--- RECORD EXCERPTS Enclosed Below ---

// src/fontstyle.rs

//! Parses a font face label ("Extra Bold Italic") into a numeric CSS
//! weight and a slant.
//!
//! Matching is whole-word and case-insensitive over the label's word
//! tokens, so "Lighthouse" never classifies as light and a run-together
//! "ExtraLight" (a single token) classifies as the 400 default, the same
//! way `\b`-anchored matching would.

/// CSS slant derived from a face label.
#[derive(Debug, Clone, Copy, PartialEq, Eq)]
pub enum Slant {
    Normal,
    Italic,
    Oblique,
}

impl Slant {
    pub fn as_css(self) -> &'static str {
        match self {
            Slant::Normal => "normal",
            Slant::Italic => "italic",
            Slant::Oblique => "oblique",
        }
    }
}

/// Parsed weight and slant for one face label.
#[derive(Debug, Clone, Copy, PartialEq, Eq)]
pub struct ParsedFontStyle {
    pub weight: u16,
    pub slant: Slant,
}

/// One weight classification rule, matched against the label's word tokens.
enum WeightRule {
    /// Any one of these words on its own.
    AnyWord(&'static [&'static str]),
    /// A prefix word immediately followed by the base word
    /// ("extra light", "ultra-bold").
    Pair(&'static [&'static str], &'static str),
}

/// Ordered, first match wins. Compound rules sit above their base word so
/// "Extra Light" never falls through to plain light.
const WEIGHT_RULES: &[(WeightRule, u16)] = &[
    (WeightRule::AnyWord(&["thin", "hairline"]), 100),
    (WeightRule::Pair(&["extra", "ultra"], "light"), 200),
    (WeightRule::AnyWord(&["light"]), 300),
    (WeightRule::AnyWord(&["medium"]), 500),
    (WeightRule::Pair(&["semi", "demi"], "bold"), 600),
    (WeightRule::Pair(&["extra", "ultra"], "bold"), 800),
    (WeightRule::AnyWord(&["bold"]), 700),
    (WeightRule::Pair(&["extra", "ultra"], "black"), 950),
    (WeightRule::AnyWord(&["black"]), 900),
];

const DEFAULT_WEIGHT: u16 = 400;

impl WeightRule {
    fn matches(&self, words: &[String]) -> bool {
        match self {
            WeightRule::AnyWord(options) => {
                words.iter().any(|word| options.contains(&word.as_str()))
            }
            WeightRule::Pair(prefixes, base) => words
                .windows(2)
                .any(|pair| prefixes.contains(&pair[0].as_str()) && pair[1] == *base),
        }
    }
}

fn tokenize(label: &str) -> Vec<String> {
    label
        .split(|c: char| !c.is_ascii_alphanumeric())
        .filter(|word| !word.is_empty())
        .map(|word| word.to_ascii_lowercase())
        .collect()
}

/// Classifies a face label. Weight and slant are independent: both checks
/// run against the same tokens.
pub fn parse_font_style(label: &str) -> ParsedFontStyle {
    let words = tokenize(label);

    let weight = WEIGHT_RULES
        .iter()
        .find(|(rule, _)| rule.matches(&words))
        .map(|(_, weight)| *weight)
        .unwrap_or(DEFAULT_WEIGHT);

    let slant = if words.iter().any(|word| word == "italic") {
        Slant::Italic
    } else if words.iter().any(|word| word == "oblique") {
        Slant::Oblique
    } else {
        Slant::Normal
    };

    ParsedFontStyle { weight, slant }
}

--- End of Enclosed RECORD EXCERPTS ---

Go through the records line by line, and copy each line that holds the string "base".

| THE COMPLETED TASK |
    /// A prefix word immediately followed by the base word
/// Ordered, first match wins. Compound rules sit above their base word so
            WeightRule::Pair(prefixes, base) => words
                .any(|pair| prefixes.contains(&pair[0].as_str()) && pair[1] == *base),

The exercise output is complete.